The Student News Site of Shawnee Mission Northwest


The Student News Site of Shawnee Mission Northwest


The Student News Site of Shawnee Mission Northwest



How I found hope
Senior Zia Carter stands Sept. 5 in Room 151.

Her excitement was obvious.

I took hold of the hot pink pipe.

She led me through her apartment’s clubhouse. I was taken to a white wire lawn chair, shaded from the sun by an alley overhang. At this seat, another friend of hers and I had a staring contest. At this seat, she and I laughed, dazed by our high.

It was the answer to my curiosity. With her guidance, my leftover worries burned away with the 10-dollar gram. It was only curiosity. Then, it was community. And access made sure I was always tempted. These things kept me close to drugs, even after I was sober.


Around a year later, 13-year-old me read the bedroom walls covered in writing. The lights were off, but a purple hue from somewhere was enough. She and her friends’ quiet snores filled the silent bedroom. Tabs still stuck to my tongue.

My mind wouldn’t let me sleep off what I took. Every thought was loud and constant and paralyzing. But I was desperately yearning – learning – to move.

It’s cold, but I already had my coat on. I was thirsty, but every sip of the off-brand 7UP went right through me. I was starving, but we only had hot fries. I’m convinced one of her friends, maybe all of them, are awake, and that terrifies me. It means they’re awake watching me.

At this moment, I learned that I can’t save myself.

Breaking, drowning, I looked to her.

And she was sleeping. It dawned on me that I wouldn’t have felt comfortable telling her what I was going through, even if she was awake. What would she do? She wouldn’t even bother to try and save me.

Despair consumes me when no one else comes to mind. Except for one forgotten God.

My eyes landed on a magnet we had been playing with. One side read, “Come in, I’m clean!”

I recounted how the people at church did it, with their heads bowed and knees to the ground. So I did the same. The lie on the magnet made me cry, but she and her friends might be watching so I sobbed silently. Tears landed softly on the carpet an inch below my eyes.

I know I’m not but–

Terrified, I whisper, “Please.”

Not until two years later did anything actually click.

I never stopped daydreaming about one last high or the community I used to have.
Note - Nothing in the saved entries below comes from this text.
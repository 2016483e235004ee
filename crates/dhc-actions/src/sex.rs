//! EPR sex code to SNOMED CT mapping

/// (SNOMED CT code, EPR spellings) per sex, in EPR numeric order
pub const EPR_SEX_MAP: &[(&str, &[&str])] = &[
    ("248153007", &["1", "M"]),          // male
    ("248152002", &["2", "F"]),          // female
    ("184115007", &["3", "U"]),          // unknown
    ("32570681000036106", &["4", "I"]),  // indeterminate
];

/// SNOMED CT code for "unknown" sex, the fallback for unrecognised input
pub const SCT_SEX_UNKNOWN: &str = "184115007";

/// Map a raw EPR sex code (PID-8) to a SNOMED CT code
pub fn parse_sex_to_sct(raw_sex: Option<&str>) -> &'static str {
    let raw = raw_sex.unwrap_or("").to_uppercase();
    for (sct, spellings) in EPR_SEX_MAP {
        if spellings.contains(&raw.as_str()) {
            return sct;
        }
    }
    tracing::info!(raw_sex = %raw, "Unknown sex code");
    SCT_SEX_UNKNOWN
}
//! ORU^R01 generation from observation sets.
//!
//! Renders an internal observation-set record into an HL7 v2.6 ORU^R01
//! message for the hospital EPR: MSH routing from trustomer configuration,
//! PID identifiers, an optional PV1, the OBR request, and the OBX ladder
//! (overall score block, then one block per vital) with continuous OBX-1
//! numbering.

pub mod generator;
pub mod obx;
pub mod sex;
pub mod types;

use dhc_wrapper::DatetimeError;
use thiserror::Error;

pub use generator::{derive_message_control_id, OruGenerator};
pub use obx::VALID_EWS_SCORE_SYSTEMS;
pub use sex::parse_sct_to_sex;
pub use types::{Clinician, Encounter, Observation, ObservationMetadata, ObservationSet, Patient};

/// Result type alias for ORU generation
pub type Result<T> = std::result::Result<T, OruError>;

#[derive(Error, Debug)]
pub enum OruError {
    #[error("Unexpected score system '{0}'")]
    UnexpectedScoreSystem(String),

    #[error("Missing data in action: {0}")]
    MissingField(&'static str),

    #[error("Could not parse date '{0}'")]
    InvalidDate(String),

    #[error(transparent)]
    Datetime(#[from] DatetimeError),
}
But I had no access because she and I weren’t friends anymore.

So what time I would’ve spent with her, I spent learning about God instead. In prayer, I heard Him respond to me. I learned that His voice was soft, loving, and understandable.

Still, I wasn’t fully committed.

Then the dissociation, something my therapist said the drugs almost solely caused, became worse. There were times when I didn’t recognize my brother’s face. Other times, my hand. At its toughest, I couldn’t determine whether anything was real, or if I was in some simulation. Or worse–nothing at all.
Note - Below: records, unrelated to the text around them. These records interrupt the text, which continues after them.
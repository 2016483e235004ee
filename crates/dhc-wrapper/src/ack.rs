//! ACK (Acknowledgment) message construction
//!
//! Builds the HL7 acknowledgement returned to the EPR for every parseable
//! inbound message. The MSH mirrors the inbound header with the sending and
//! receiving parties swapped; MSH-10 repeats the inbound control id so the
//! sender can correlate the response.

use chrono::Utc;
use dhc_core::{field::Field, message::Message, segment::Segment};

/// Acknowledgment codes (MSA-1)
#[derive(Debug, Clone, Copy, PartialEq, Eq)]
pub enum AckCode {
    /// AA - Application Accept: message was successfully processed
    Accept,
    /// AE - Application Error: error in processing, sender may correct and resend
    Error,
    /// AR - Application Reject: message rejected, do not resend
    Reject,
}

impl AckCode {
    /// Get the HL7 code string
    pub fn as_str(&self) -> &'static str {
        match self {
            AckCode::Accept => "AA",
            AckCode::Error => "AE",
            AckCode::Reject => "AR",
        }
    }
}

/// Builder for ACK/NACK messages
#[derive(Debug, Clone)]
pub struct AckBuilder<'a> {
    original: &'a Message,
    ack_code: AckCode,
    error_code: Option<String>,
    error_msg: Option<String>,
    timestamp_override: Option<String>,
}

impl<'a> AckBuilder<'a> {
    /// Create an ACK builder for an inbound message
    pub fn for_message(original: &'a Message) -> Self {
        Self {
            original,
            ack_code: AckCode::Accept,
            error_code: None,
            error_msg: None,
            timestamp_override: None,
        }
    }

    /// Set the acknowledgment code
    pub fn ack_code(mut self, code: AckCode) -> Self {
        self.ack_code = code;
        self
    }

    /// Attach an ERR segment with the given error code and message
    pub fn error(mut self, error_code: &str, error_msg: &str) -> Self {
        self.error_code = Some(error_code.to_string());
        self.error_msg = Some(error_msg.to_string());
        self
    }

    /// Override MSH-7 (used by tests; defaults to now, UTC)
    pub fn timestamp(mut self, ts: &str) -> Self {
        self.timestamp_override = Some(ts.to_string());
        self
    }

    /// Build the ACK message
    pub fn build(self) -> Message {
        let mut message = Message::new();
        message.add_segment(self.build_msh());
        message.add_segment(self.build_msa());

        if self.error_code.is_some() || self.error_msg.is_some() {
            message.add_segment(self.build_err());
        }

        message
    }

    /// Build and encode in one step, segments separated by `\r`
    pub fn build_text(self) -> String {
        self.build().encode()
    }

    fn build_msh(&self) -> Segment {
        let mut msh = Segment::new("MSH");
        let delims = &self.original.delimiters;

        // MSH-1 / MSH-2
        msh.add_field(Field::from_value(delims.field_separator.to_string()));
        msh.add_field(Field::from_value(delims.encoding_characters()));

        // Sender and receiver swap roles in the response.
        msh.add_field(Field::from_value(
            self.original.receiving_application().unwrap_or(""),
        ));
        msh.add_field(Field::from_value(
            self.original.receiving_facility().unwrap_or(""),
        ));
        msh.add_field(Field::from_value(
            self.original.sending_application().unwrap_or(""),
        ));
        msh.add_field(Field::from_value(
            self.original.sending_facility().unwrap_or(""),
        ));

        // MSH-7: Date/Time of message
        let timestamp = self
            .timestamp_override
            .clone()
            .unwrap_or_else(|| Utc::now().format("%Y%m%d%H%M%S").to_string());
        msh.add_field(Field::from_value(timestamp));

        // MSH-8: Security (empty)
        msh.add_field(Field::from_value(""));

        // MSH-9: Message type
        msh.add_field(Field::from_value("ACK"));

        // MSH-10: control id repeats the inbound value, duplicates included
        msh.add_field(Field::from_value(self.original.control_id().unwrap_or("")));

        // MSH-11 / MSH-12 copied from the inbound message
        msh.add_field(Field::from_value(
            self.original.processing_id().unwrap_or("P"),
        ));
        msh.add_field(Field::from_value(
            self.original.version_id().unwrap_or("2.3"),
        ));

        msh
    }

    fn build_msa(&self) -> Segment {
        let mut msa = Segment::new("MSA");
        msa.add_field(Field::from_value(self.ack_code.as_str()));
        msa.add_field(Field::from_value(self.original.control_id().unwrap_or("")));
        msa
    }

    /// `ERR|||<error_code>|E||||<error_msg>`
    fn build_err(&self) -> Segment {
        let mut err = Segment::new("ERR");
        err.add_field(Field::from_value(""));
        err.add_field(Field::from_value(""));
        err.add_field(Field::from_value(self.error_code.as_deref().unwrap_or("")));
        err.add_field(Field::from_value("E"));
        err.add_field(Field::from_value(""));
        err.add_field(Field::from_value(""));
        err.add_field(Field::from_value(""));
        err.add_field(Field::from_value(self.error_msg.as_deref().unwrap_or("")));
        err
    }
}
Ironically, the invisible God became the most real to me then. When nothing was real, He was.

Still, I wasn’t fully committed.

Until that night in June at a youth retreat, after worship was already over and hot pizza was brought out. I moved myself to the bathroom because I wasn’t ready to move on. Everything I’d been searching for was finally at my fingertips–no more dissociation, no more ties to my past–and I almost had it.
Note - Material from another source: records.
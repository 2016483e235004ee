//! The connector's view over a parsed HL7 message
//!
//! [`Hl7Wrapper`] abstracts the parsing layer away from the pipelines: field
//! access by dotted path with a default for anything missing, patient
//! identifier scans over PID-3 / MRG-1 repetitions, message metadata, and
//! ACK generation. Not to be confused with the persisted message record.

use chrono_tz::Tz;
use dhc_core::{error::Result, message::Message};
use serde::{Deserialize, Serialize};

use crate::ack::{AckBuilder, AckCode};
use crate::datetime;
use crate::path::FieldPath;

/// The HL7 "null representation": a field containing just two quote marks
const HL7_NULL: &str = "\"\"";

/// Patient identifiers extracted from a message, persisted alongside it for
/// lookup
#[derive(Debug, Clone, Default, PartialEq, Eq, Serialize, Deserialize)]
pub struct PatientIdentifiers {
    #[serde(rename = "NHS number")]
    pub nhs_number: Option<String>,
    #[serde(rename = "MRN")]
    pub mrn: Option<String>,
    #[serde(rename = "Visit ID")]
    pub visit_id: Option<String>,
}

/// An addressable HL7 message
#[derive(Debug, Clone)]
pub struct Hl7Wrapper {
    raw: String,
    message: Message,
}

impl Hl7Wrapper {
    /// Parse raw HL7 text into a wrapper
    ///
    /// Line endings are normalised to `\r`; a message without an MSH
    /// segment is a hard failure.
    pub fn parse(raw: &str) -> Result<Self> {
        let message = dhc_parser::parse_message(raw)?;
        Ok(Self {
            raw: dhc_parser::normalize_line_endings(raw.trim()),
            message,
        })
    }

    /// The normalised raw message text
    pub fn raw(&self) -> &str {
        &self.raw
    }

    /// The underlying parsed message
    pub fn message(&self) -> &Message {
        &self.message
    }

    /// Test for the presence of a segment
    pub fn contains_segment(&self, segment_id: &str) -> bool {
        self.message.contains_segment(segment_id)
    }

    /// Get the text at a dotted field path (`SEG.F<n>[.R<r>][.C<c>][.S<s>]`)
    ///
    /// Returns `None` for a malformed path, a missing segment, an
    /// out-of-range index, or the HL7 null representation (`""`). A path
    /// addressing a node above subcomponent level returns the full node
    /// text, delimiters included.
    pub fn field(&self, path: &str) -> Option<String> {
        let path = FieldPath::parse(path).ok()?;
        let text = self.node_text(&path)?;
        if text == HL7_NULL {
            return None;
        }
        Some(text)
    }

    /// Like [`Hl7Wrapper::field`] but treating an empty value as absent
    pub fn non_empty_field(&self, path: &str) -> Option<String> {
        self.field(path).filter(|v| !v.is_empty())
    }

    fn node_text(&self, path: &FieldPath) -> Option<String> {
        let delims = &self.message.delimiters;
        let segment = self.message.segment(&path.segment_id)?;
        let field = segment.get_field(path.field)?;

        // A component addressed without an explicit repetition refers to
        // the first one.
        let repetition = match (path.repetition, path.component) {
            (Some(r), _) => Some(r),
            (None, Some(_)) => Some(1),
            (None, None) => None,
        };

        let Some(rep_index) = repetition else {
            return Some(field.encode(delims));
        };
        let rep = field.get_repetition(rep_index - 1)?;

        let Some(comp_index) = path.component else {
            return Some(rep.encode(delims));
        };
        let comp = rep.get_component(comp_index - 1)?;

        let Some(sub_index) = path.subcomponent else {
            return Some(comp.encode(delims));
        };
        comp.get_subcomponent(sub_index - 1)
            .map(|sc| sc.as_str().to_string())
    }

    /// The full MSH-9 text, e.g. `ADT^A01`
    pub fn message_type(&self) -> Option<String> {
        self.message.message_type()
    }

    /// The ADT trigger event from MSH-9, e.g. `A01`
    pub fn message_sub_type(&self) -> Option<String> {
        self.field("MSH.F9.R1.C2")
    }

    /// The message control id from MSH-10
    pub fn message_control_id(&self) -> Option<String> {
        self.field("MSH.F10.R1.C1")
    }

    /// MSH-7 as an ISO8601 instant; zoneless values adopt `default_tz`
    pub fn message_datetime_iso8601(
        &self,
        default_tz: Tz,
    ) -> datetime::Result<Option<String>> {
        self.iso_datetime("MSH.F7", default_tz)
    }

    /// An HL7 datetime value at `path` as an ISO8601 instant
    pub fn iso_datetime(
        &self,
        path: &str,
        default_tz: Tz,
    ) -> datetime::Result<Option<String>> {
        match self.non_empty_field(path) {
            Some(value) => datetime::hl7_to_iso8601_datetime(&value, default_tz).map(Some),
            None => Ok(None),
        }
    }

    /// An HL7 datetime value at `path` as an ISO8601 date
    pub fn iso_date(&self, path: &str) -> datetime::Result<Option<String>> {
        match self.non_empty_field(path) {
            Some(value) => datetime::hl7_to_iso8601_date(&value).map(Some),
            None => Ok(None),
        }
    }

    /// Scan PID-3 repetitions for the identifier of the requested kind
    ///
    /// The kind is matched against component 5 of each repetition. `NHS`
    /// additionally matches the `NHSNBR` and `NHSNMBR` spellings seen in
    /// EPR feeds.
    pub fn patient_identifier(&self, kind: &str) -> Option<String> {
        self.scan_identifier_repetitions("PID", 3, kind)
    }

    /// Scan MRG-1 repetitions for a previously used identifier
    pub fn merged_patient_identifier(&self, kind: &str) -> Option<String> {
        self.scan_identifier_repetitions("MRG", 1, kind)
    }

    fn scan_identifier_repetitions(
        &self,
        segment_id: &str,
        field: usize,
        kind: &str,
    ) -> Option<String> {
        let nhs_spellings = ["NHS", "NHSNBR", "NHSNMBR"];
        let exact = [kind];
        let kinds: &[&str] = if kind == "NHS" { &nhs_spellings } else { &exact };

        let reps = self
            .message
            .segment(segment_id)?
            .get_field(field)?
            .repetition_count();

        for r in 1..=reps {
            let id_kind = self.field(&format!("{segment_id}.F{field}.R{r}.C5"));
            if id_kind.as_deref().is_some_and(|k| kinds.contains(&k)) {
                return self.field(&format!("{segment_id}.F{field}.R{r}.C1"));
            }
        }
        None
    }

    /// The identifier map persisted with every message record
    pub fn patient_identifiers(&self) -> PatientIdentifiers {
        PatientIdentifiers {
            nhs_number: self.patient_identifier("NHS"),
            mrn: self.patient_identifier("MRN"),
            visit_id: self.field("PV1.F19"),
        }
    }

    /// Build an ACK/NACK for this message
    ///
    /// When an error code or message is supplied, an
    /// `ERR|||<code>|E||||<msg>` segment is appended.
    pub fn generate_ack(
        &self,
        ack_code: AckCode,
        error_code: Option<&str>,
        error_msg: Option<&str>,
    ) -> String {
        let mut builder = AckBuilder::for_message(&self.message).ack_code(ack_code);
        if error_code.is_some() || error_msg.is_some() {
            builder = builder.error(error_code.unwrap_or(""), error_msg.unwrap_or(""));
        }
        builder.build_text()
    }
}

#[cfg(test)]
mod tests {
    use super::*;

    fn a01() -> Hl7Wrapper {
        let raw = "MSH|^~\\&|OXON_TIE_ADT|OXON|DHOS|SENSYNE|20170731141348||ADT^A01|Q54356818T76757911|P|2.3\n\
                   EVN|A01|20170731141300\n\
                   PID|1|654321^^^^MRN|654321^^^^MRN~1239874560^^^^NHSNBR||ZZZEDUCATION^STEPHEN^^^^^CURRENT||19821103|1\n\
                   PV1|1|INPATIENT|NOC-Ward B^Day Room^Chair 6||||||||||||||||909127805|||||||||||||||||||||||||201707311413";
        Hl7Wrapper::parse(raw).unwrap()
    }

    fn a34() -> Hl7Wrapper {
        let raw = "MSH|^~\\&|OXON_TIE_ADT|OXON|DHOS|SENSYNE|20170731141348||ADT^A34|Q54356818T76757912|P|2.3\n\
                   PID|1|90532398^^^^MRN|90532398^^^^MRN||ZZZTEST^MERGE||19821103|1\n\
                   MRG|90532399^^^^MRN";
        Hl7Wrapper::parse(raw).unwrap()
    }

    #[test]
    fn test_contains_segment() {
        let m = a01();
        assert!(!m.contains_segment("ZZZ"));
        assert!(m.contains_segment("PV1"));
    }

    #[test]
    fn test_field_by_path() {
        let m = a01();
        assert_eq!(m.field("ZZZ.F5.R1.C1"), None);
        assert_eq!(m.field("PID.F5.R1.C1").as_deref(), Some("ZZZEDUCATION"));
        assert_eq!(m.field("PID.F5.R1.C2").as_deref(), Some("STEPHEN"));
    }

    #[test]
    fn test_field_returns_whole_node_text() {
        let m = a01();
        assert_eq!(
            m.field("PV1.F3").as_deref(),
            Some("NOC-Ward B^Day Room^Chair 6")
        );
        assert_eq!(m.field("PV1.F19").as_deref(), Some("909127805"));
    }

    #[test]
    fn test_field_null_representation() {
        let raw = "MSH|^~\\&|A|B|C|D|20170731141348||ADT^A01|X1|P|2.3\rPV1|1|INPATIENT|\"\"^Bay^Bed";
        let m = Hl7Wrapper::parse(raw).unwrap();
        assert_eq!(m.field("PV1.F3.R1.C1"), None);
        assert_eq!(m.field("PV1.F3.R1.C2").as_deref(), Some("Bay"));
    }

    #[test]
    fn test_malformed_path_yields_none() {
        let m = a01();
        assert_eq!(m.field("PID"), None);
        assert_eq!(m.field("PID.F0"), None);
        assert_eq!(m.field("PID.5.R1"), None);
    }

    #[test]
    fn test_out_of_range_yields_none() {
        let m = a01();
        assert_eq!(m.field("PID.F99"), None);
        assert_eq!(m.field("PID.F3.R9.C1"), None);
        assert_eq!(m.field("PID.F5.R1.C99"), None);
    }

    #[test]
    fn test_message_type() {
        let m = a01();
        assert_eq!(m.message_type().as_deref(), Some("ADT^A01"));
        assert_eq!(m.message_sub_type().as_deref(), Some("A01"));
    }

    #[test]
    fn test_message_control_id() {
        assert_eq!(
            a01().message_control_id().as_deref(),
            Some("Q54356818T76757911")
        );
    }

    #[test]
    fn test_message_datetime() {
        let m = a01();
        assert_eq!(
            m.message_datetime_iso8601(chrono_tz::UTC).unwrap().as_deref(),
            Some("2017-07-31T14:13:48.000Z")
        );
    }

    #[test]
    fn test_iso_datetime_localised() {
        let m = a01();
        assert_eq!(
            m.iso_datetime("PV1.F44", chrono_tz::UTC).unwrap().as_deref(),
            Some("2017-07-31T14:13:00.000Z")
        );
        assert_eq!(
            m.iso_datetime("PV1.F44", chrono_tz::Europe::London)
                .unwrap()
                .as_deref(),
            Some("2017-07-31T14:13:00.000+01:00")
        );
        assert_eq!(m.iso_datetime("ZZZ.F1", chrono_tz::UTC).unwrap(), None);
    }

    #[test]
    fn test_iso_date() {
        let m = a01();
        assert_eq!(m.iso_date("EVN.F2").unwrap().as_deref(), Some("2017-07-31"));
        assert_eq!(m.iso_date("PID.F7").unwrap().as_deref(), Some("1982-11-03"));
    }

    #[test]
    fn test_iso_datetime_invalid_value_errors() {
        let raw = "MSH|^~\\&|A|B|C|D|banana||ADT^A01|X1|P|2.3";
        let m = Hl7Wrapper::parse(raw).unwrap();
        assert!(m.message_datetime_iso8601(chrono_tz::UTC).is_err());
    }

    #[test]
    fn test_patient_identifier() {
        let m = a01();
        assert_eq!(m.patient_identifier("MRN").as_deref(), Some("654321"));
        assert_eq!(m.patient_identifier("NHS").as_deref(), Some("1239874560"));
        assert_eq!(m.patient_identifier("ZZZ"), None);
    }

    #[test]
    fn test_merged_patient_identifier() {
        let m = a34();
        assert_eq!(
            m.merged_patient_identifier("MRN").as_deref(),
            Some("90532399")
        );
        assert_eq!(m.merged_patient_identifier("NHS"), None);
        assert_eq!(a01().merged_patient_identifier("MRN"), None);
    }

    #[test]
    fn test_patient_identifiers_map() {
        let ids = a01().patient_identifiers();
        assert_eq!(ids.nhs_number.as_deref(), Some("1239874560"));
        assert_eq!(ids.mrn.as_deref(), Some("654321"));
        assert_eq!(ids.visit_id.as_deref(), Some("909127805"));

        let json = serde_json::to_value(&ids).unwrap();
        assert_eq!(json["NHS number"], "1239874560");
        assert_eq!(json["MRN"], "654321");
        assert_eq!(json["Visit ID"], "909127805");
    }

    #[test]
    fn test_generate_ack_with_err() {
        let ack = a01().generate_ack(
            AckCode::Reject,
            Some("Hl7ApplicationRejectException"),
            Some("this is an error"),
        );
        assert!(ack.starts_with("MSH|^~\\&|DHOS|SENSYNE|OXON_TIE_ADT|OXON|"));
        assert!(ack.contains("MSA|AR|Q54356818T76757911"));
        assert!(ack.ends_with("ERR|||Hl7ApplicationRejectException|E||||this is an error"));
    }
}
A verse from the book of James echoed in my head,

“Is anyone among you sick? Let him call for the elders of the church, and let them pray over him ”

So I did. I lifted my face from my hands and walked into the room I had just stepped out of, where I knew my youth pastors were.

And I asked for prayer.

I was delivered from dissociation that night.

I stopped wanting to take drugs that night.

I learned that there is always hope that night. No matter the darkness.